## TASK REQUIREMENTS
Search the data for the word "value" and copy each line that has it.

START RECORDS FOR PROCESSING

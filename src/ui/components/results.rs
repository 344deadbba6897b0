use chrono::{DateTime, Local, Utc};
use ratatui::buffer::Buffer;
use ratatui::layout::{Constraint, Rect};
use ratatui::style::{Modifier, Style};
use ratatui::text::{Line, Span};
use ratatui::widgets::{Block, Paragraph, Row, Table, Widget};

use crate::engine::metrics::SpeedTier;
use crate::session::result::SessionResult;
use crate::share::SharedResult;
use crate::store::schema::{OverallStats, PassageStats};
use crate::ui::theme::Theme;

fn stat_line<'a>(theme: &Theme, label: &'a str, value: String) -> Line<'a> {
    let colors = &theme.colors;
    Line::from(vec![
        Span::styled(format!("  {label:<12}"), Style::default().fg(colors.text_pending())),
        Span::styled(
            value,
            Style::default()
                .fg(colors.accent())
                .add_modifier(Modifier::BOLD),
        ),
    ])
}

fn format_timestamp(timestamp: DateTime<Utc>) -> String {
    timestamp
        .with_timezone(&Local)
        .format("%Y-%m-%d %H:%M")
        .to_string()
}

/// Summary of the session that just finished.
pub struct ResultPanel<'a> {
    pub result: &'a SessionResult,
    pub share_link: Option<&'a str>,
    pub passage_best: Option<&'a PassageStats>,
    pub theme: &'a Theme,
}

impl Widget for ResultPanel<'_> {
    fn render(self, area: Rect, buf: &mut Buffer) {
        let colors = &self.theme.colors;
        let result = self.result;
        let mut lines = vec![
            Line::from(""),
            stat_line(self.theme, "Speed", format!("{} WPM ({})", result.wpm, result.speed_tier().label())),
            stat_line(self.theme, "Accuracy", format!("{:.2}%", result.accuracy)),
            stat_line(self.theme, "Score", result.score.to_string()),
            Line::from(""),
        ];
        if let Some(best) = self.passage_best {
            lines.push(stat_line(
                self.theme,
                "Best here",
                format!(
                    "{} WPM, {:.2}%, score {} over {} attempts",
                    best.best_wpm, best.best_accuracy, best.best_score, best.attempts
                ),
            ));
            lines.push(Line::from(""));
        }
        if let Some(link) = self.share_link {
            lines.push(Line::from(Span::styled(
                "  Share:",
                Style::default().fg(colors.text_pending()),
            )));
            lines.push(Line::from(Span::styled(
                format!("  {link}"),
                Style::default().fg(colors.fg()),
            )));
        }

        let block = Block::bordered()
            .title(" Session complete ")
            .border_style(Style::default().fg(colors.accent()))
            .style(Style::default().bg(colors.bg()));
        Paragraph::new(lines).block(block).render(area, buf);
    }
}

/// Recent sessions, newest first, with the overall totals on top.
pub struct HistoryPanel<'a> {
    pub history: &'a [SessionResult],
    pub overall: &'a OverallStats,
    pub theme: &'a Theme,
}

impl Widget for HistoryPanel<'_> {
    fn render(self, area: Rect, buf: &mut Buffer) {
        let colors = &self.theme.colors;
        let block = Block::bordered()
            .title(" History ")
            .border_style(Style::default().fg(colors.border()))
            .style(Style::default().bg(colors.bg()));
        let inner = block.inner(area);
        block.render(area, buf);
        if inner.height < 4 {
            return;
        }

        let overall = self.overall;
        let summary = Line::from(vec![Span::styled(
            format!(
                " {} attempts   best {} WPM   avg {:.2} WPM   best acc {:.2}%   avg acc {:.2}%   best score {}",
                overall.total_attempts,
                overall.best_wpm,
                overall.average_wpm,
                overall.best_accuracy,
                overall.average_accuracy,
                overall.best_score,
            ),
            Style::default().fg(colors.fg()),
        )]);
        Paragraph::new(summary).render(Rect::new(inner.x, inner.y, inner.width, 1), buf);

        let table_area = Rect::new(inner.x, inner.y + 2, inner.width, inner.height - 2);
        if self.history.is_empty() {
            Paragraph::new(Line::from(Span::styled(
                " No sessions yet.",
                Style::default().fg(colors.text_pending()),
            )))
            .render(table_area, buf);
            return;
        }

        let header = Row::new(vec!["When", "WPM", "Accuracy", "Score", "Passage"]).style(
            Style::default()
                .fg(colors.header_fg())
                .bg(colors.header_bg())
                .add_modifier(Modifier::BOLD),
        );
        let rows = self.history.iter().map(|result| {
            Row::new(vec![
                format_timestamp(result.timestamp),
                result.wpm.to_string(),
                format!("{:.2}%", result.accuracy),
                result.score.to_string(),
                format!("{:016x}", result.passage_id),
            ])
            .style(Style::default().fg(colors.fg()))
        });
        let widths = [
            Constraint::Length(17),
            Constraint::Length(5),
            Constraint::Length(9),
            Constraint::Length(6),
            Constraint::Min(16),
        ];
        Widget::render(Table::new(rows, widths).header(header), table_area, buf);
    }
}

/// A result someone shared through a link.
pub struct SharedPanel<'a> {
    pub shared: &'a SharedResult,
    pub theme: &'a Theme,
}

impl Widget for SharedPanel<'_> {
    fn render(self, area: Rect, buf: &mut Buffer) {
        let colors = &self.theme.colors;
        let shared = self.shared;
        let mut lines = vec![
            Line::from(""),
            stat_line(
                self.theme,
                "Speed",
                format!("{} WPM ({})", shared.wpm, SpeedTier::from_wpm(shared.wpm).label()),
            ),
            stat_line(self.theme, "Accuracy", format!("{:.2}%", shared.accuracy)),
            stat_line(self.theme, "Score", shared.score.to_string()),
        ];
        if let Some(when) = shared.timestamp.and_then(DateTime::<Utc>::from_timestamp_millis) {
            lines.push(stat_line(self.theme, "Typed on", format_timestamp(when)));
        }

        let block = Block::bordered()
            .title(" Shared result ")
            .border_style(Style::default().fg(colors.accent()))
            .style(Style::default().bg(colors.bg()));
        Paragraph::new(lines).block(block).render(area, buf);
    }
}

END RECORDS FOR PROCESSING

## ANSWER FOR THIS EXERCISE
fn stat_line<'a>(theme: &Theme, label: &'a str, value: String) -> Line<'a> {
            value,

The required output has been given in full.